Sauf que cette impression de savoir et de contrôle reste assez fausse. Si la plupart des utilisateurs le savent et jouent le jeu volontairement et avec amusement, d’autres n’ont pas assez de « recul » pour le voir du même œil comme le montrent les commentaires ironiques des utilisateurs de l’application. « Je vous écris de l’au-delà. Cela a vraiment fonctionné et je suis morte à la seconde exacte ou le compte à rebours s’est arrêté... » ironise Claudia.K. Un autre utilisateur se montre largement amusé en décrivant comment il a utilisé l’application pour prédire la date de mort de son grand- père. « Il est mort à la date indiquée et j’ai pu contacter mes avocats au bon moment pour dépouiller le reste de ma famille. Je recommande ! » badine-t-il avec détachement.

« Ce genre d’application peut avoir un côté amusant mais ça peut rapidement devenir dangereux. Le cas de cette fille peut être très inquiétant. Elle est dépressive, fragile voire suicidaire. La prémonition de sa mort la conforte dans son désir d’en finir avec la vie. Cela peut légitimer pour elle le passage à l’acte le jour de la fin de son compte à rebours » met en garde la psychologue. Cette dernière évoque également la thanatophobie et comment cette application peut provoquer la panique chez les personnes qui en souffrent. « C’est un sentiment exagéré d'inquiétude et de peur irraisonnée de la mort, sa propre mort et celle de ses proches » nous explique-t-elle. Si généralement ces personnes arrivent à s'en accommoder et à contrôler leur anxiété face à la faucheuse, d’autres voient leur vie perturbée. Un trouble qui requiert parfois une psychothérapie.

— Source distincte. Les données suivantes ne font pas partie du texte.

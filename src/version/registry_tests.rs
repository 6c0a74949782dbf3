// Copyright (c) 2025 Erick Bourgeois, firestoned
// SPDX-License-Identifier: MIT

//! Unit tests for `registry.rs`

use super::*;
use serde_json::json;
use wiremock::matchers::{header_exists, method, path};
use wiremock::{Mock, MockServer, ResponseTemplate};

const DIGEST: &str = "sha256:7ece13a07a20c77a31cc36906a10ebc90bd47970905ee61e8ed491b7f4c5d62f";
const CONFIG_DIGEST: &str = "sha256:c0ffee";

fn registry_host(server: &MockServer) -> String {
    server.uri().trim_start_matches("http://").to_string()
}

fn config_blob() -> serde_json::Value {
    json!({
        "config": {
            "Labels": {
                "com.dynatrace.type": "immutable",
                "com.dynatrace.build-version": "1.2.3.4-5"
            }
        }
    })
}

#[tokio::test]
async fn test_image_version_reads_digest_and_labels() {
    let server = MockServer::start().await;
    Mock::given(method("GET"))
        .and(path("/v2/linux/oneagent/manifests/1.2.3"))
        .respond_with(
            ResponseTemplate::new(200)
                .insert_header("Docker-Content-Digest", DIGEST)
                .set_body_json(json!({
                    "mediaType": "application/vnd.oci.image.manifest.v1+json",
                    "config": {"digest": CONFIG_DIGEST}
                })),
        )
        .mount(&server)
        .await;
    Mock::given(method("GET"))
        .and(path(format!("/v2/linux/oneagent/blobs/{CONFIG_DIGEST}")))
        .respond_with(ResponseTemplate::new(200).set_body_json(config_blob()))
        .mount(&server)
        .await;

    let client = OciRegistryClient::new(HttpClient::new(), RegistryCredentials::default())
        .with_plain_http();
    let image = format!("{}/linux/oneagent:1.2.3", registry_host(&server));
    let version = client.image_version(&image).await.expect("version");

    assert_eq!(version.digest, DIGEST);
    assert_eq!(version.version.as_deref(), Some("1.2.3.4-5"));
    assert_eq!(version.r#type.as_deref(), Some("immutable"));
}

#[tokio::test]
async fn test_image_version_follows_index_to_amd64() {
    let server = MockServer::start().await;
    Mock::given(method("GET"))
        .and(path("/v2/linux/codemodules/manifests/latest"))
        .respond_with(
            ResponseTemplate::new(200)
                .insert_header("Docker-Content-Digest", DIGEST)
                .set_body_json(json!({
                    "mediaType": "application/vnd.oci.image.index.v1+json",
                    "manifests": [
                        {"digest": "sha256:arm", "platform": {"architecture": "arm64", "os": "linux"}},
                        {"digest": "sha256:amd", "platform": {"architecture": "amd64", "os": "linux"}}
                    ]
                })),
        )
        .mount(&server)
        .await;
    Mock::given(method("GET"))
        .and(path("/v2/linux/codemodules/manifests/sha256:amd"))
        .respond_with(ResponseTemplate::new(200).set_body_json(json!({
            "config": {"digest": CONFIG_DIGEST}
        })))
        .expect(1)
        .mount(&server)
        .await;
    Mock::given(method("GET"))
        .and(path(format!("/v2/linux/codemodules/blobs/{CONFIG_DIGEST}")))
        .respond_with(ResponseTemplate::new(200).set_body_json(config_blob()))
        .mount(&server)
        .await;

    let client = OciRegistryClient::new(HttpClient::new(), RegistryCredentials::default())
        .with_plain_http();
    let image = format!("{}/linux/codemodules", registry_host(&server));
    let version = client.image_version(&image).await.expect("version");

    assert_eq!(version.digest, DIGEST, "digest of the index, not the child");
    assert_eq!(version.version.as_deref(), Some("1.2.3.4-5"));
}

#[tokio::test]
async fn test_image_version_sends_credentials() {
    let server = MockServer::start().await;
    let host = registry_host(&server);
    Mock::given(method("GET"))
        .and(path("/v2/repo/manifests/tag"))
        .and(header_exists("Authorization"))
        .respond_with(ResponseTemplate::new(200).set_body_json(json!({})))
        .expect(1)
        .mount(&server)
        .await;

    let docker_config = json!({"auths": {host.clone(): {"username": "user", "password": "pass"}}});
    let credentials =
        RegistryCredentials::from_docker_config(docker_config.to_string().as_bytes()).expect("creds");
    let client = OciRegistryClient::new(HttpClient::new(), credentials).with_plain_http();

    let version = client
        .image_version(&format!("{host}/repo:tag"))
        .await
        .expect("version");
    assert!(version.digest.starts_with("sha256:"), "digest computed from body");
    assert_eq!(version.version, None);
}

#[tokio::test]
async fn test_image_version_http_error() {
    let server = MockServer::start().await;
    Mock::given(method("GET"))
        .respond_with(ResponseTemplate::new(404))
        .mount(&server)
        .await;

    let client = OciRegistryClient::new(HttpClient::new(), RegistryCredentials::default())
        .with_plain_http();
    let err = client
        .image_version(&format!("{}/repo:tag", registry_host(&server)))
        .await
        .expect_err("error");
    assert!(matches!(err, VersionError::Registry { .. }));
}

#[test]
fn test_credentials_from_auth_field() {
    // "user:pass"
    let raw = br#"{"auths":{"https://registry.example.com/v1/":{"auth":"dXNlcjpwYXNz"}}}"#;
    let credentials = RegistryCredentials::from_docker_config(raw).expect("creds");
    assert_eq!(
        credentials.for_host("registry.example.com"),
        Some(&("user".to_string(), "pass".to_string()))
    );
}

#[test]
fn test_credentials_invalid_json() {
    assert!(RegistryCredentials::from_docker_config(b"not json").is_err());
}
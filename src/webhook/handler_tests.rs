// Copyright (c) 2025 Erick Bourgeois, firestoned
// SPDX-License-Identifier: MIT

//! Unit tests for `handler.rs`

use super::*;
use crate::cluster_fake::FakeCluster;
use crate::constants::INSTALL_CONTAINER_NAME;
use crate::crd::DynaKube;
use crate::labels::{ANNOTATION_ONE_AGENT_INJECTED, ANNOTATION_ONE_AGENT_REASON};
use crate::webhook::test_fixtures::{
    container, dynakube, namespace, pod, pod_with_annotations, DK_NAMESPACE, POD_NAMESPACE,
};
use crate::webhook::WebhookConfig;
use k8s_openapi::api::core::v1::Container;
use serde_json::json;

/// Agent injection only, enrichment and ingest off.
fn agent_only_dynakube() -> DynaKube {
    let mut dk = dynakube();
    dk.spec.metadata_enrichment.enabled = Some(false);
    dk
}

fn state_with(dk: DynaKube) -> (Arc<FakeCluster>, WebhookState) {
    let cluster = Arc::new(FakeCluster::new());
    cluster.insert_namespace(namespace(&[]));
    cluster.insert_dynakube(dk);
    let state = WebhookState::new(
        cluster.clone(),
        WebhookConfig {
            namespace: DK_NAMESPACE.to_string(),
            cluster_id: "cluster-uid".to_string(),
            webhook_image: "registry.example.com/dynatrace-operator:1.4.0".to_string(),
        },
    );
    (cluster, state)
}

fn apply(pod: &Pod, patch: &json_patch::Patch) -> Pod {
    let mut value = serde_json::to_value(pod).unwrap();
    json_patch::patch(&mut value, patch).unwrap();
    serde_json::from_value(value).unwrap()
}

fn admission_request(object: serde_json::Value) -> AdmissionRequest<DynamicObject> {
    let review: AdmissionReview<DynamicObject> = serde_json::from_value(json!({
        "apiVersion": "admission.k8s.io/v1",
        "kind": "AdmissionReview",
        "request": {
            "uid": "0df28fbd-5f5f-11e8-bc74-36e6bb280816",
            "kind": {"group": "", "version": "v1", "kind": "Pod"},
            "resource": {"group": "", "version": "v1", "resource": "pods"},
            "namespace": POD_NAMESPACE,
            "operation": "CREATE",
            "userInfo": {},
            "dryRun": false,
            "object": object,
        }
    }))
    .unwrap();
    review.try_into().unwrap()
}

#[tokio::test]
async fn test_pod_mutation_happy_path() {
    let (_, state) = state_with(agent_only_dynakube());
    let original = pod(&["app"]);

    let patch = patch_for(&state, POD_NAMESPACE, original.clone()).await.unwrap();
    let mutated = apply(&original, &patch);

    let spec = mutated.spec.as_ref().unwrap();
    let init = spec.init_containers.as_ref().unwrap();
    assert_eq!(init.len(), 1);
    assert_eq!(init[0].name, INSTALL_CONTAINER_NAME);
    assert_eq!(
        init[0].image.as_deref(),
        Some("registry.example.com/dynatrace-operator:1.4.0")
    );

    let app = &spec.containers[0];
    assert_eq!(app.volume_mounts.as_ref().unwrap().len(), 3);
    assert_eq!(app.env.as_ref().unwrap().len(), 2);

    let annotations = mutated.metadata.annotations.unwrap();
    assert_eq!(annotations[ANNOTATION_ONE_AGENT_INJECTED], "true");
    assert_eq!(annotations[ANNOTATION_DYNATRACE_INJECTED], "true");
}

#[tokio::test]
async fn test_oc_debug_pod_is_never_mutated() {
    let (_, state) = state_with(agent_only_dynakube());
    let debug_pod = pod_with_annotations(
        &["app"],
        &[
            (ANNOTATION_OC_DEBUG_SOURCE_CONTAINER, "app"),
            (ANNOTATION_OC_DEBUG_SOURCE_RESOURCE, "pods/app-7d9f8-x2k4p"),
        ],
    );

    let patch = patch_for(&state, POD_NAMESPACE, debug_pod).await.unwrap();

    assert!(patch.0.is_empty());
}

#[tokio::test]
async fn test_inject_false_skips_all_mutators() {
    let (_, state) = state_with(dynakube());
    let opted_out = pod_with_annotations(&["app"], &[(ANNOTATION_DYNATRACE_INJECT, "false")]);

    let patch = patch_for(&state, POD_NAMESPACE, opted_out).await.unwrap();

    assert!(patch.0.is_empty());
}

#[tokio::test]
async fn test_namespace_without_dynakube_is_skipped() {
    let cluster = Arc::new(FakeCluster::new());
    cluster.insert_namespace(namespace(&[]));
    let state = WebhookState::new(
        cluster,
        WebhookConfig {
            namespace: DK_NAMESPACE.to_string(),
            ..WebhookConfig::default()
        },
    );

    let patch = patch_for(&state, POD_NAMESPACE, pod(&["app"])).await.unwrap();

    assert!(patch.0.is_empty());
}

#[tokio::test]
async fn test_unknown_namespace_is_skipped() {
    let (_, state) = state_with(dynakube());

    let patch = patch_for(&state, "elsewhere", pod(&["app"])).await.unwrap();

    assert!(patch.0.is_empty());
}

#[tokio::test]
async fn test_reinvocation_without_new_containers_is_empty() {
    let (_, state) = state_with(dynakube());
    let original = pod(&["app"]);
    let patch = patch_for(&state, POD_NAMESPACE, original.clone()).await.unwrap();
    let mutated = apply(&original, &patch);

    let again = patch_for(&state, POD_NAMESPACE, mutated).await.unwrap();

    assert!(again.0.is_empty());
}

#[tokio::test]
async fn test_reinvocation_injects_added_container() {
    let (_, state) = state_with(agent_only_dynakube());
    let original = pod(&["app"]);
    let patch = patch_for(&state, POD_NAMESPACE, original.clone()).await.unwrap();
    let mut mutated = apply(&original, &patch);
    mutated
        .spec
        .as_mut()
        .unwrap()
        .containers
        .push(container("late"));

    let patch = patch_for(&state, POD_NAMESPACE, mutated.clone()).await.unwrap();
    let reinvoked = apply(&mutated, &patch);

    let spec = reinvoked.spec.as_ref().unwrap();
    assert_eq!(spec.init_containers.as_ref().unwrap().len(), 1);
    assert_eq!(spec.containers[1].volume_mounts.as_ref().unwrap().len(), 3);
    let count = spec.init_containers.as_ref().unwrap()[0]
        .env
        .as_ref()
        .unwrap()
        .iter()
        .find(|e| e.name == "CONTAINERS_COUNT")
        .and_then(|e| e.value.clone());
    assert_eq!(count.as_deref(), Some("2"));
}

fn mount_names(container: &Container) -> Vec<&str> {
    container
        .volume_mounts
        .iter()
        .flatten()
        .map(|m| m.name.as_str())
        .collect()
}

fn add_late_container(pod: &mut Pod, name: &str, excluded: bool) {
    pod.spec.as_mut().unwrap().containers.push(container(name));
    if excluded {
        pod.metadata
            .annotations
            .get_or_insert_with(Default::default)
            .insert(format!("container.inject.dynatrace.com/{name}"), "false".to_string());
    }
}

#[tokio::test]
async fn test_reinvocation_skips_excluded_added_container() {
    let (_, state) = state_with(dynakube());
    let original = pod(&["app"]);
    let patch = patch_for(&state, POD_NAMESPACE, original.clone()).await.unwrap();
    let mut mutated = apply(&original, &patch);
    add_late_container(&mut mutated, "late", true);

    let patch = patch_for(&state, POD_NAMESPACE, mutated.clone()).await.unwrap();

    assert!(patch.0.is_empty());
    let reinvoked = apply(&mutated, &patch);
    let late = &reinvoked.spec.as_ref().unwrap().containers[1];
    assert_eq!(late.name, "late");
    assert!(late.volume_mounts.is_none());
    assert!(late.env.is_none());
}

#[tokio::test]
async fn test_reinvocation_mutates_only_non_excluded_added_containers() {
    let (_, state) = state_with(dynakube());
    let original = pod(&["app"]);
    let patch = patch_for(&state, POD_NAMESPACE, original.clone()).await.unwrap();
    let mut mutated = apply(&original, &patch);
    add_late_container(&mut mutated, "sidecar", true);
    add_late_container(&mut mutated, "late", false);

    let patch = patch_for(&state, POD_NAMESPACE, mutated.clone()).await.unwrap();
    let reinvoked = apply(&mutated, &patch);

    let containers = &reinvoked.spec.as_ref().unwrap().containers;
    assert!(containers[1].volume_mounts.is_none());
    let late = mount_names(&containers[2]);
    assert!(late.contains(&"oneagent-bin"));
    assert!(late.contains(&"dynatrace-data-ingest-endpoint"));
    let count = reinvoked.spec.as_ref().unwrap().init_containers.as_ref().unwrap()[0]
        .env
        .as_ref()
        .unwrap()
        .iter()
        .find(|e| e.name == "CONTAINERS_COUNT")
        .and_then(|e| e.value.clone());
    assert_eq!(count.as_deref(), Some("2"));
}

#[tokio::test]
async fn test_soft_failed_pod_is_not_injected_twice() {
    let mut dk = agent_only_dynakube();
    if let Some(status) = dk.status.as_mut() {
        status.one_agent.connection_info.tenant_uuid.clear();
    }
    let (_, state) = state_with(dk);
    let original = pod(&["app"]);

    let patch = patch_for(&state, POD_NAMESPACE, original.clone()).await.unwrap();
    let mutated = apply(&original, &patch);
    assert_eq!(
        mutated.annotations().get(ANNOTATION_ONE_AGENT_REASON).map(String::as_str),
        Some("EmptyTenantUUID")
    );

    let again = patch_for(&state, POD_NAMESPACE, mutated).await.unwrap();
    assert!(again.0.is_empty());
}

#[tokio::test]
async fn test_mutator_failure_names_mutator() {
    let (cluster, state) = state_with(dynakube());
    cluster.fail_writes(true);

    let err = patch_for(&state, POD_NAMESPACE, pod(&["app"])).await.unwrap_err();

    assert!(matches!(err, WebhookError::Mutator { mutator: "data-ingest", .. }));
}

#[tokio::test]
async fn test_review_returns_patch() {
    let (_, state) = state_with(agent_only_dynakube());
    let req = admission_request(serde_json::to_value(pod(&["app"])).unwrap());

    let response = review(&state, &req).await;

    let body = serde_json::to_value(&response).unwrap();
    assert_eq!(body["allowed"], json!(true));
    assert!(body.get("patch").is_some());
    let mutated = crate::metrics::ADMISSION_REQUESTS_TOTAL.with_label_values(&["mutated"]);
    assert!(mutated.get() > 0.0);
    let injected =
        crate::metrics::POD_MUTATIONS_TOTAL.with_label_values(&["oneagent", "injected"]);
    assert!(injected.get() > 0.0);
}

#[tokio::test]
async fn test_review_allows_undecodable_pod_with_warning() {
    let (_, state) = state_with(dynakube());
    let req = admission_request(json!({
        "apiVersion": "v1",
        "kind": "Pod",
        "metadata": {"name": "broken", "namespace": POD_NAMESPACE},
        "spec": {"containers": "not-a-list"},
    }));

    let response = review(&state, &req).await;

    assert!(response.allowed);
    assert_eq!(response.warnings.as_ref().map(Vec::len), Some(1));
    let body = serde_json::to_value(&response).unwrap();
    assert!(body.get("patch").is_none());
}

#[tokio::test]
async fn test_review_allows_on_mutator_failure() {
    let (cluster, state) = state_with(dynakube());
    cluster.fail_writes(true);
    let req = admission_request(serde_json::to_value(pod(&["app"])).unwrap());

    let response = review(&state, &req).await;

    assert!(response.allowed);
    assert!(response.warnings.unwrap()[0].contains("data-ingest"));
}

« Si une personne soufrant d’un tel trouble s’aventure à découvrir le jour de sa mort et que l’on lui annonce, son angoisse « originelle » sera décuplée. Elle cédera forcément à la panique. Ses réactions et son comportement seront profondément affectés par une telle nouvelle. Cela peut même se traduire par des troubles psychosomatiques graves mettant en danger sa sécurité » explique la clinicienne. Troubles cardiaques ( hypertension artérielle, tachycardie), troubles gastro-intestinaux, ulcères, inflammations chroniques, troubles du sommeil, troubles respiratoires, troubles sexuels ( troubles de l'érection, vaginisme)... les manifestations physiologiques peuvent varier et se multiplier face au traumatisme que peut représenter l’annonce de sa date de mort à un être déjà angoissé.

Utilité scientifique

Loin de l’aspect divertissant des applications commerciales, des scientifiques tentent de déjouer le caractère imprévisible de la mort en développant des algorithmes capables de prévoir la date exacte du décès des personnes âgées et malades. Des chercheurs de l’université Stanford, aux États-Unis, ont en effet élaboré un algorithme d’intelligence artificielle (IA) qui permet de prédire, avec 90 % de réussite, le moment où les personnes ayant un dossier médical précis vont mourir. Ces recherches ont été élaborées à la demande des services de soins en fin de vie de l’hôpital de Stanford. L’objectif étant de savoir exactement quand transférer les personnes âgées et très malades en soins palliatifs plutôt que de leur faire subir un acharnement thérapeutique. Une méthode qui permet de se concentrer sur la réduction de la douleur et d’apporter aux patients un soin moral et psychologique pour les préparer à la mort.